'''
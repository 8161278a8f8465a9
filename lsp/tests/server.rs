//! Drives the server over an in-memory stream the way an editor would.

use std::fs;
use std::path::Path;
use std::time::Duration;

use incwise_analysis::{Invocation, ProcessOutput, ProcessRunner, RunFut};
use incwise_lsp::codec::{FrameReader, FrameWriter};
use incwise_lsp::{ServerOptions, path_to_file_uri, serve};
use serde_json::{Value, json};
use tempfile::TempDir;
use tokio::io::{DuplexStream, ReadHalf, WriteHalf};

/// Analyzer that always reports nothing.
struct Quiet;

impl ProcessRunner for Quiet {
    fn run<'a>(&'a self, _invocation: &'a Invocation) -> RunFut<'a> {
        Box::pin(async {
            Ok(ProcessOutput {
                status: Some(0),
                stdout: String::new(),
                stderr: String::new(),
            })
        })
    }
}

struct Client {
    reader: FrameReader<ReadHalf<DuplexStream>>,
    writer: FrameWriter<WriteHalf<DuplexStream>>,
    next_id: u64,
}

impl Client {
    async fn send(&mut self, message: Value) {
        self.writer.write_frame(&message).await.unwrap();
    }

    async fn notify(&mut self, method: &str, params: Value) {
        self.send(json!({"jsonrpc": "2.0", "method": method, "params": params}))
            .await;
    }

    async fn request(&mut self, method: &str, params: Value) -> Value {
        self.next_id += 1;
        let id = self.next_id;
        self.send(json!({"jsonrpc": "2.0", "id": id, "method": method, "params": params}))
            .await;
        loop {
            let frame = self.next_frame().await;
            if frame["id"] == id && frame.get("method").is_none() {
                return frame;
            }
        }
    }

    async fn next_frame(&mut self) -> Value {
        tokio::time::timeout(Duration::from_secs(10), self.reader.read_frame())
            .await
            .expect("timed out waiting for the server")
            .unwrap()
            .expect("server closed the stream")
    }

    async fn notification(&mut self, method: &str) -> Value {
        loop {
            let frame = self.next_frame().await;
            if frame["method"] == method {
                return frame["params"].clone();
            }
        }
    }

    async fn initialize(&mut self, root: &Path, options: Value) -> Value {
        let reply = self
            .request(
                "initialize",
                json!({
                    "processId": null,
                    "rootUri": uri(root),
                    "capabilities": {},
                    "initializationOptions": options
                }),
            )
            .await;
        self.notify("initialized", json!({})).await;
        reply
    }

    async fn shutdown(&mut self) {
        let reply = self.request("shutdown", Value::Null).await;
        assert_eq!(reply["result"], Value::Null);
        assert!(reply.get("error").is_none());
        self.notify("exit", Value::Null).await;
    }
}

fn connect() -> (Client, ReadHalf<DuplexStream>, WriteHalf<DuplexStream>) {
    let (client, server) = tokio::io::duplex(64 * 1024);
    let (client_read, client_write) = tokio::io::split(client);
    let (server_read, server_write) = tokio::io::split(server);
    (
        Client {
            reader: FrameReader::new(client_read),
            writer: FrameWriter::new(client_write),
            next_id: 0,
        },
        server_read,
        server_write,
    )
}

fn uri(path: &Path) -> String {
    path_to_file_uri(path).unwrap().to_string()
}

/// Workspace with a one-entry database at its root.
fn workspace() -> TempDir {
    let dir = TempDir::new().unwrap();
    let db = json!([{
        "directory": dir.path().to_string_lossy(),
        "file": "a.cc",
        "arguments": ["c++", "-c", "a.cc"]
    }]);
    fs::write(dir.path().join("compile_commands.json"), db.to_string()).unwrap();
    fs::write(dir.path().join("a.cc"), "int main() {}\n").unwrap();
    dir
}

fn guard_options() -> Value {
    json!({"diagnostics": {"include_guard": "${FILE}_"}})
}

#[tokio::test]
async fn header_guard_diagnostics_and_code_action() {
    let dir = workspace();
    let header = dir.path().join("foo.h");
    let header_uri = uri(&header);
    let (mut client, input, output) = connect();

    let script = async {
        let reply = client.initialize(dir.path(), guard_options()).await;
        let capabilities = &reply["result"]["capabilities"];
        assert_eq!(capabilities["textDocumentSync"]["change"], 1);
        assert_eq!(
            capabilities["executeCommandProvider"]["commands"],
            json!(["incwise.fixFile", "incwise.fixAll"])
        );

        client
            .notify(
                "textDocument/didOpen",
                json!({"textDocument": {
                    "uri": header_uri,
                    "languageId": "cpp",
                    "version": 1,
                    "text": "int f();\n"
                }}),
            )
            .await;
        let published = client.notification("textDocument/publishDiagnostics").await;
        assert_eq!(published["uri"], header_uri);
        assert_eq!(published["version"], 1);
        let diagnostics = published["diagnostics"].as_array().unwrap().clone();
        let codes: Vec<&str> = diagnostics
            .iter()
            .map(|d| d["code"].as_str().unwrap())
            .collect();
        assert_eq!(codes, vec!["guard-missing-ifndef", "guard-missing-endif"]);
        assert!(diagnostics.iter().all(|d| d["source"] == "incwise"));

        let actions = client
            .request(
                "textDocument/codeAction",
                json!({
                    "textDocument": {"uri": header_uri},
                    "range": {"start": {"line": 0, "character": 0}, "end": {"line": 0, "character": 0}},
                    "context": {"diagnostics": [diagnostics[0]]}
                }),
            )
            .await;
        let actions = actions["result"].as_array().unwrap().clone();
        assert_eq!(actions.len(), 1);
        assert_eq!(actions[0]["kind"], "quickfix");
        let edits = actions[0]["edit"]["changes"][header_uri.as_str()]
            .as_array()
            .unwrap();
        assert_eq!(edits[0]["newText"], "#ifndef FOO_H_\n#define FOO_H_\n\n");

        client.shutdown().await;
    };

    let (result, ()) = tokio::join!(serve(input, output, Quiet, ServerOptions::default()), script);
    result.unwrap();
}

#[tokio::test]
async fn edit_republishes_and_close_clears() {
    let dir = workspace();
    let header_uri = uri(&dir.path().join("bar.h"));
    let (mut client, input, output) = connect();

    let script = async {
        client.initialize(dir.path(), guard_options()).await;
        client
            .notify(
                "textDocument/didOpen",
                json!({"textDocument": {"uri": header_uri, "languageId": "cpp", "version": 1, "text": ""}}),
            )
            .await;
        let first = client.notification("textDocument/publishDiagnostics").await;
        assert!(!first["diagnostics"].as_array().unwrap().is_empty());

        client
            .notify(
                "textDocument/didChange",
                json!({
                    "textDocument": {"uri": header_uri, "version": 2},
                    "contentChanges": [{"text": "#ifndef BAR_H_\n#define BAR_H_\n#endif  // BAR_H_\n"}]
                }),
            )
            .await;
        let second = client.notification("textDocument/publishDiagnostics").await;
        assert_eq!(second["version"], 2);
        assert_eq!(second["diagnostics"], json!([]));

        client
            .notify("textDocument/didClose", json!({"textDocument": {"uri": header_uri}}))
            .await;
        let cleared = client.notification("textDocument/publishDiagnostics").await;
        assert_eq!(cleared["uri"], header_uri);
        assert_eq!(cleared["diagnostics"], json!([]));

        client.shutdown().await;
    };

    let (result, ()) = tokio::join!(serve(input, output, Quiet, ServerOptions::default()), script);
    result.unwrap();
}

#[tokio::test]
async fn protocol_errors() {
    let dir = workspace();
    let (mut client, input, output) = connect();

    let script = async {
        let early = client
            .request("textDocument/codeAction", json!({}))
            .await;
        assert_eq!(early["error"]["code"], -32002);

        client.initialize(dir.path(), Value::Null).await;

        let unknown = client.request("textDocument/hover", json!({})).await;
        assert_eq!(unknown["error"]["code"], -32601);

        let bad_command = client
            .request("workspace/executeCommand", json!({"command": "incwise.fixFile"}))
            .await;
        assert_eq!(bad_command["error"]["code"], -32602);

        client
            .send(json!({"jsonrpc": "2.0", "id": 99, "result": null}))
            .await;
        client.shutdown().await;
    };

    let (result, ()) = tokio::join!(serve(input, output, Quiet, ServerOptions::default()), script);
    result.unwrap();
}

#[tokio::test]
async fn end_of_input_stops_server() {
    let (client, input, output) = connect();
    drop(client);
    serve(input, output, Quiet, ServerOptions::default())
        .await
        .unwrap();
}
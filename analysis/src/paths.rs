//! Lexical path helpers. Nothing here touches the filesystem.

use std::path::{Component, Path, PathBuf};

/// Resolve `.` and `..` components lexically.
#[must_use]
pub fn normalize_path(path: &Path) -> PathBuf {
    let mut out = Vec::new();
    for c in path.components() {
        match c {
            Component::ParentDir => {
                if matches!(out.last(), Some(Component::Normal(_))) {
                    out.pop();
                } else if !matches!(out.last(), Some(Component::RootDir | Component::Prefix(_))) {
                    out.push(c);
                }
            }
            Component::CurDir => {}
            other => out.push(other),
        }
    }
    out.iter().collect()
}

/// `path` joined onto `base` unless already absolute, then normalized.
#[must_use]
pub fn absolutize(path: &Path, base: &Path) -> PathBuf {
    if path.is_absolute() {
        normalize_path(path)
    } else {
        normalize_path(&base.join(path))
    }
}

/// Lexical relative path from `base` to `path`; both should be absolute.
#[must_use]
pub fn relative_to(path: &Path, base: &Path) -> PathBuf {
    let path = normalize_path(path);
    let base = normalize_path(base);
    let path_parts: Vec<Component<'_>> = path.components().collect();
    let base_parts: Vec<Component<'_>> = base.components().collect();

    let common = path_parts
        .iter()
        .zip(base_parts.iter())
        .take_while(|(a, b)| a == b)
        .count();

    let mut out = PathBuf::new();
    for _ in common..base_parts.len() {
        out.push("..");
    }
    for part in &path_parts[common..] {
        out.push(part.as_os_str());
    }
    out
}

/// The folder among `folders` that most specifically contains `path`.
#[must_use]
pub fn containing_folder<'a>(path: &Path, folders: &'a [PathBuf]) -> Option<&'a Path> {
    folders
        .iter()
        .filter(|folder| path.starts_with(folder))
        .max_by_key(|folder| folder.components().count())
        .map(PathBuf::as_path)
}
//! Compilation database index.
//!
//! Loads a JSON compilation database into a per-file lookup of build
//! directory and compiler arguments. The index is immutable once built; a
//! changed database (path, mtime, or filters) produces a fresh index that the
//! owner swaps in wholesale.

use std::collections::HashMap;
use std::fs;
use std::path::{Path, PathBuf};
use std::sync::Arc;
use std::time::SystemTime;

use incwise_config::{AUTO_COMPILE_COMMANDS, ExpandContext, expand_placeholders};
use regex::Regex;
use serde::Deserialize;

use crate::error::CompileDbError;
use crate::paths::absolutize;
use crate::tokenize::tokenize;

/// Relative locations probed when `compile_commands = "auto"`.
const AUTO_CANDIDATES: [&str; 4] = [
    "${workspaceFolder}/compile_commands.json",
    "${workspaceFolder}/build/compile_commands.json",
    "${fileWorkspaceFolder}/compile_commands.json",
    "${fileWorkspaceFolder}/build/compile_commands.json",
];

#[derive(Debug, Deserialize)]
struct RawEntry {
    file: String,
    #[serde(default)]
    directory: Option<String>,
    #[serde(default)]
    command: Option<String>,
    #[serde(default)]
    arguments: Option<Vec<String>>,
}

/// How one file is compiled.
#[derive(Debug, Clone, PartialEq, Eq)]
pub struct CompileEntry {
    file: PathBuf,
    directory: PathBuf,
    command: String,
    arguments: Vec<String>,
}

impl CompileEntry {
    fn from_raw(raw: RawEntry, root: &Path) -> Self {
        let directory = raw
            .directory
            .as_deref()
            .map_or_else(|| root.to_path_buf(), |dir| absolutize(Path::new(dir), root));
        let file = absolutize(Path::new(&raw.file), &directory);
        let (command, arguments) = match (raw.arguments, raw.command) {
            (Some(arguments), _) => (arguments.join(" "), arguments),
            (None, Some(command)) => {
                let arguments = tokenize(&command);
                (command, arguments)
            }
            (None, None) => (String::new(), Vec::new()),
        };
        Self {
            file,
            directory,
            command,
            arguments,
        }
    }

    #[must_use]
    pub fn new(
        file: impl Into<PathBuf>,
        directory: impl Into<PathBuf>,
        arguments: Vec<String>,
    ) -> Self {
        Self {
            file: file.into(),
            directory: directory.into(),
            command: arguments.join(" "),
            arguments,
        }
    }

    #[must_use]
    pub fn file(&self) -> &Path {
        &self.file
    }

    /// Build directory; external tools run here.
    #[must_use]
    pub fn directory(&self) -> &Path {
        &self.directory
    }

    #[must_use]
    pub fn command(&self) -> &str {
        &self.command
    }

    #[must_use]
    pub fn arguments(&self) -> &[String] {
        &self.arguments
    }

    /// Arguments without the compiler executable.
    #[must_use]
    pub fn compiler_args(&self) -> &[String] {
        self.arguments.get(1..).unwrap_or_default()
    }
}

/// Per-file lookup built from one compilation database.
#[derive(Debug, Default)]
pub struct CompileIndex {
    entries: HashMap<PathBuf, Arc<CompileEntry>>,
    ignore: Option<Regex>,
    only: Option<Regex>,
    source: Option<PathBuf>,
    modified: Option<SystemTime>,
}

fn pattern_str(re: Option<&Regex>) -> Option<&str> {
    re.map(Regex::as_str)
}

impl CompileIndex {
    /// An index that resolves nothing (degraded state).
    #[must_use]
    pub fn empty() -> Self {
        Self::default()
    }

    /// Parse database JSON. Relative `file`/`directory` values resolve against `root`.
    pub fn parse(
        json: &str,
        root: &Path,
        ignore: Option<Regex>,
        only: Option<Regex>,
    ) -> Result<Self, serde_json::Error> {
        let raw: Vec<RawEntry> = serde_json::from_str(json)?;
        let entries = raw
            .into_iter()
            .map(|raw| {
                let entry = CompileEntry::from_raw(raw, root);
                (entry.file.clone(), Arc::new(entry))
            })
            .collect();
        Ok(Self {
            entries,
            ignore,
            only,
            source: None,
            modified: None,
        })
    }

    pub fn load(
        path: &Path,
        root: &Path,
        ignore: Option<Regex>,
        only: Option<Regex>,
    ) -> Result<Self, CompileDbError> {
        let modified = fs::metadata(path).and_then(|m| m.modified()).ok();
        let json = fs::read_to_string(path).map_err(|source| CompileDbError::Read {
            path: path.to_path_buf(),
            source,
        })?;
        let mut index =
            Self::parse(&json, root, ignore, only).map_err(|source| CompileDbError::Parse {
                path: path.to_path_buf(),
                source,
            })?;
        index.source = Some(path.to_path_buf());
        index.modified = modified;
        tracing::info!(
            path = %path.display(),
            entries = index.entries.len(),
            "Loaded compilation database"
        );
        Ok(index)
    }

    /// Look up `path` (relative paths resolve against `root`).
    ///
    /// Returns `None` when the file is absent, matches the ignore pattern, or
    /// fails the only pattern.
    #[must_use]
    pub fn resolve(&self, path: &Path, root: &Path) -> Option<Arc<CompileEntry>> {
        let file = absolutize(path, root);
        let Some(entry) = self.entries.get(&file) else {
            tracing::debug!(path = %file.display(), "Not in compilation database");
            return None;
        };
        if !self.passes_filters(&file) {
            tracing::debug!(path = %file.display(), "Filtered out by ignore/only pattern");
            return None;
        }
        Some(Arc::clone(entry))
    }

    /// Entry for an absolute `file`, ignoring the filters.
    #[must_use]
    pub fn get(&self, file: &Path) -> Option<&Arc<CompileEntry>> {
        self.entries.get(file)
    }

    #[must_use]
    pub fn passes_filters(&self, file: &Path) -> bool {
        let name = file.to_string_lossy();
        if self.ignore.as_ref().is_some_and(|re| re.is_match(&name)) {
            return false;
        }
        self.only.as_ref().is_none_or(|re| re.is_match(&name))
    }

    /// Database file this index was loaded from.
    #[must_use]
    pub fn source(&self) -> Option<&Path> {
        self.source.as_deref()
    }

    /// Whether the database file's mtime differs from the one recorded at load.
    #[must_use]
    pub fn is_stale(&self) -> bool {
        let Some(source) = &self.source else {
            return false;
        };
        let current = fs::metadata(source).and_then(|m| m.modified()).ok();
        current != self.modified
    }

    /// Whether this index was built with the same ignore/only patterns.
    #[must_use]
    pub fn has_filters(&self, ignore: Option<&Regex>, only: Option<&Regex>) -> bool {
        pattern_str(self.ignore.as_ref()) == pattern_str(ignore)
            && pattern_str(self.only.as_ref()) == pattern_str(only)
    }

    #[must_use]
    pub fn len(&self) -> usize {
        self.entries.len()
    }

    #[must_use]
    pub fn is_empty(&self) -> bool {
        self.entries.is_empty()
    }

    /// All entries, sorted by file path.
    #[must_use]
    pub fn entries(&self) -> Vec<Arc<CompileEntry>> {
        let mut entries: Vec<_> = self.entries.values().cloned().collect();
        entries.sort_by(|a, b| a.file.cmp(&b.file));
        entries
    }
}

/// Find the database file for the `compile_commands` setting.
///
/// An explicit setting is expanded and resolved against the workspace root;
/// `"auto"` probes the fixed candidate list and takes the first that exists.
pub fn locate_database(setting: &str, ctx: &ExpandContext<'_>) -> Result<PathBuf, CompileDbError> {
    let candidates: Vec<PathBuf> = if setting.trim().is_empty() || setting == AUTO_COMPILE_COMMANDS
    {
        let mut candidates: Vec<PathBuf> = Vec::new();
        for template in AUTO_CANDIDATES {
            let path = PathBuf::from(expand_placeholders(template, ctx));
            if !candidates.contains(&path) {
                candidates.push(path);
            }
        }
        candidates
    } else {
        let expanded = expand_placeholders(setting, ctx);
        vec![absolutize(Path::new(&expanded), ctx.workspace_folder)]
    };

    candidates
        .iter()
        .find(|path| path.is_file())
        .cloned()
        .ok_or(CompileDbError::NotFound { tried: candidates })
}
'''
From the beginning of the listing above down to the line with "always reports nothing.", every line should be restated exactly.

repository 8161278a8f8465a9
filename lsp/tests/server.rs
//! Drives the server over an in-memory stream the way an editor would.

use std::fs;
use std::path::Path;
use std::time::Duration;

use incwise_analysis::{Invocation, ProcessOutput, ProcessRunner, RunFut};
use incwise_lsp::codec::{FrameReader, FrameWriter};
use incwise_lsp::{ServerOptions, path_to_file_uri, serve};
use serde_json::{Value, json};
use tempfile::TempDir;
use tokio::io::{DuplexStream, ReadHalf, WriteHalf};

/// Analyzer that always reports nothing.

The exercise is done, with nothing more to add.